## Aim of the task
Write only the number of lines in the entries below that contain the string "BTreeSet".

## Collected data
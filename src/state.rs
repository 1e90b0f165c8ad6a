//! Canvas state: nodes, connections, viewport, the active session and hover.
//!
//! Structural edits (add/delete/load) live here so the reducer stays a thin
//! translation from messages to state changes and events.

use std::collections::BTreeSet;

use crate::canvas::layout;
use crate::canvas::viewport::Viewport;
use crate::config::CanvasConfig;
use crate::constants::{CONNECTOR_CHAT_MODEL, CONNECTOR_INPUT, CONNECTOR_TOOL, DEFAULT_CONTAINER_WIDTH};
use crate::debug_log;
use crate::error::CanvasError;
use crate::graph::ConnectionGraph;
use crate::models::{Connection, ConnectorRef, Node, NodeData, Position, WorkflowSnapshot};
use crate::node_builder::{NodeBuilder, NodeSpec};
use crate::session::SessionSlot;

/// Nodes and connections produced by one `add_node` call.
#[derive(Clone, Debug, Default, PartialEq)]
pub struct AddedNodes {
    pub nodes: Vec<Node>,
    pub connections: Vec<Connection>,
}

#[derive(Default)]
struct PendingAdd {
    node_ids: Vec<String>,
    connections: Vec<Connection>,
}

impl PendingAdd {
    /// Snapshot the final state of every added node (connectors included).
    fn resolve(self, nodes: &[Node]) -> AddedNodes {
        AddedNodes {
            nodes: self
                .node_ids
                .iter()
                .filter_map(|id| nodes.iter().find(|n| &n.id == id).cloned())
                .collect(),
            connections: self.connections,
        }
    }
}

/// Nodes and connections removed by one `delete_node` call.
#[derive(Clone, Debug, Default, PartialEq)]
pub struct RemovedNodes {
    pub node_ids: Vec<String>,
    pub connections: Vec<Connection>,
}

#[derive(Clone, Debug)]
pub struct CanvasState {
    pub config: CanvasConfig,
    /// Render order: later nodes draw on top.
    pub nodes: Vec<Node>,
    pub graph: ConnectionGraph,
    pub viewport: Viewport,
    pub session: SessionSlot,
    /// Connector under the pointer while idle.
    pub hovered_connector: Option<ConnectorRef>,
    /// Last container width seen by auto-layout, also used for default placement.
    pub container_width: f64,
}

impl Default for CanvasState {
    fn default() -> Self {
        Self::new(CanvasConfig::defaults().clone())
    }
}

impl CanvasState {
    pub fn new(config: CanvasConfig) -> Self {
        let viewport = Viewport::new(&config.zoom);
        Self {
            config,
            nodes: Vec::new(),
            graph: ConnectionGraph::new(),
            viewport,
            session: SessionSlot::default(),
            hovered_connector: None,
            container_width: DEFAULT_CONTAINER_WIDTH,
        }
    }

    pub fn node(&self, node_id: &str) -> Option<&Node> {
        self.nodes.iter().find(|n| n.id == node_id)
    }

    pub fn node_mut(&mut self, node_id: &str) -> Option<&mut Node> {
        self.nodes.iter_mut().find(|n| n.id == node_id)
    }

    pub fn connections(&self) -> &[Connection] {
        self.graph.connections()
    }

    pub fn to_canvas(&self, screen: Position) -> Position {
        self.viewport.to_canvas(screen)
    }

    /// Place a node from a palette request.
    ///
    /// Agents spawn their chat-model companion; companions are wired to their
    /// owner through the validated connection path.
    pub fn add_node(&mut self, spec: NodeSpec) -> Result<AddedNodes, CanvasError> {
        let mut added = PendingAdd::default();
        let node = spec.into_builder().build();
        let node_id = node.id.clone();

        if let (Some(owner_id), Some(slot)) = (node.owner_id(), node.companion_slot()) {
            let owner = self
                .node(owner_id)
                .ok_or_else(|| CanvasError::UnknownNode(owner_id.to_string()))?;
            if self.config.registry.connector(owner.kind(), slot).is_none() {
                return Err(CanvasError::NoCompanionSlot {
                    owner_id: owner_id.to_string(),
                    slot,
                });
            }
            self.insert_companion(node, &mut added);
        } else {
            let mut node = node;
            if node.position.is_none() {
                node.position = Some(layout::next_free_cell(&self.nodes, self.container_width, &self.config));
            }
            self.nodes.push(node);
            self.graph.sync_connectors(&mut self.nodes, &self.config.registry);
            added.node_ids.push(node_id.clone());
        }

        if matches!(self.node(&node_id).map(|n| &n.data), Some(NodeData::Agent { .. })) {
            let model = NodeBuilder::chat_model(&node_id).build();
            self.insert_companion(model, &mut added);
        }

        debug_log!(
            "Added node {} ({} node(s), {} connection(s))",
            node_id,
            added.node_ids.len(),
            added.connections.len()
        );
        Ok(added.resolve(&self.nodes))
    }

    fn insert_companion(&mut self, mut companion: Node, added: &mut PendingAdd) {
        let Some(owner_id) = companion.owner_id().map(str::to_string) else {
            return;
        };
        let Some(slot) = companion.companion_slot() else {
            return;
        };

        if companion.position.is_none() {
            let siblings: Vec<Position> = self
                .nodes
                .iter()
                .filter(|n| n.owner_id() == Some(owner_id.as_str()) && n.companion_slot() == Some(slot))
                .filter_map(|n| n.position)
                .collect();
            if let Some(owner) = self.node(&owner_id) {
                // First anchor along the slot not already occupied by a sibling.
                let free = (0..=siblings.len())
                    .filter_map(|index| {
                        layout::companion_anchor(&self.config.registry, &self.config.layout, owner, &companion, index)
                    })
                    .find(|at| siblings.iter().all(|s| s.distance_to(*at) >= 0.5));
                companion.position = free;
            }
        }

        let companion_id = companion.id.clone();
        let is_model = slot == CONNECTOR_CHAT_MODEL;
        self.nodes.push(companion);
        self.graph.sync_connectors(&mut self.nodes, &self.config.registry);
        added.node_ids.push(companion_id.clone());

        if let Some(NodeData::Agent { model_node_id, tool_node_ids, .. }) = self.node_mut(&owner_id).map(|n| &mut n.data) {
            if is_model {
                model_node_id.get_or_insert_with(|| companion_id.clone());
            } else if slot == CONNECTOR_TOOL {
                tool_node_ids.push(companion_id.clone());
            }
        }

        let from = ConnectorRef::new(owner_id, slot);
        let to = ConnectorRef::new(companion_id, CONNECTOR_INPUT);
        match self.graph.try_create_connection(&mut self.nodes, &self.config, &from, &to) {
            Ok(connection) => added.connections.push(connection),
            Err(reason) => debug_log!("Companion {} left unwired: {}", to.node_id, reason.as_str()),
        }
    }

    /// Delete a node, its companions (transitively) and every connection
    /// touching any of them.
    pub fn delete_node(&mut self, node_id: &str) -> Result<RemovedNodes, CanvasError> {
        if self.node(node_id).is_none() {
            return Err(CanvasError::UnknownNode(node_id.to_string()));
        }

        let mut doomed: BTreeSet<String> = BTreeSet::new();
        doomed.insert(node_id.to_string());
        loop {
            let before = doomed.len();
            for node in &self.nodes {
                if node.owner_id().is_some_and(|owner| doomed.contains(owner)) {
                    doomed.insert(node.id.clone());
                }
            }
            if doomed.len() == before {
                break;
            }
        }

        let connections = self.graph.remove_touching(&doomed);
        let node_ids: Vec<String> = self
            .nodes
            .iter()
            .filter(|n| doomed.contains(&n.id))
            .map(|n| n.id.clone())
            .collect();
        self.nodes.retain(|n| !doomed.contains(&n.id));

        for node in self.nodes.iter_mut() {
            if let NodeData::Agent { model_node_id, tool_node_ids, .. } = &mut node.data {
                if model_node_id.as_ref().is_some_and(|id| doomed.contains(id)) {
                    *model_node_id = None;
                }
                tool_node_ids.retain(|id| !doomed.contains(id));
            }
        }
        self.graph.sync_connectors(&mut self.nodes, &self.config.registry);
        if self.hovered_connector.as_ref().is_some_and(|h| doomed.contains(&h.node_id)) {
            self.hovered_connector = None;
        }

        debug_log!("Deleted {} node(s) and {} connection(s)", node_ids.len(), connections.len());
        Ok(RemovedNodes { node_ids, connections })
    }

    pub fn delete_connection(&mut self, connection_id: &str) -> Option<Connection> {
        self.graph
            .delete_connection(&mut self.nodes, &self.config.registry, connection_id)
    }

    /// Replace the whole graph.  Returns the connections that were dropped
    /// because they did not resolve or broke the single-inbound rule.
    pub fn load_snapshot(&mut self, snapshot: WorkflowSnapshot) -> Vec<Connection> {
        let mut seen: BTreeSet<String> = BTreeSet::new();
        self.nodes = snapshot
            .nodes
            .into_iter()
            .filter(|n| seen.insert(n.id.clone()))
            .collect();
        self.hovered_connector = None;
        self.graph
            .load(snapshot.connections, &mut self.nodes, &self.config.registry)
    }

    pub fn snapshot(&self) -> WorkflowSnapshot {
        WorkflowSnapshot {
            nodes: self.nodes.clone(),
            connections: self.graph.connections().to_vec(),
        }
    }

    /// Apply auto-layout and return the nodes whose position changed.
    pub fn auto_layout(&mut self, container_width: f64) -> Vec<(String, Position)> {
        if container_width.is_finite() && container_width > 0.0 {
            self.container_width = container_width;
        }
        let laid_out = layout::auto_layout(&self.nodes, self.container_width, &self.config);
        let moved = laid_out
            .iter()
            .zip(self.nodes.iter())
            .filter(|(after, before)| after.position != before.position)
            .filter_map(|(after, _)| after.position.map(|p| (after.id.clone(), p)))
            .collect();
        self.nodes = laid_out;
        moved
    }

    pub fn set_node_disabled(&mut self, node_id: &str, disabled: bool) -> Result<bool, CanvasError> {
        let node = self
            .node_mut(node_id)
            .ok_or_else(|| CanvasError::UnknownNode(node_id.to_string()))?;
        let changed = node.disabled != disabled;
        node.disabled = disabled;
        Ok(changed)
    }

    pub fn set_node_processing(&mut self, node_id: &str, processing: bool) -> Result<bool, CanvasError> {
        let node = self
            .node_mut(node_id)
            .ok_or_else(|| CanvasError::UnknownNode(node_id.to_string()))?;
        let changed = node.processing != processing;
        node.processing = processing;
        Ok(changed)
    }
}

## Problem solution
3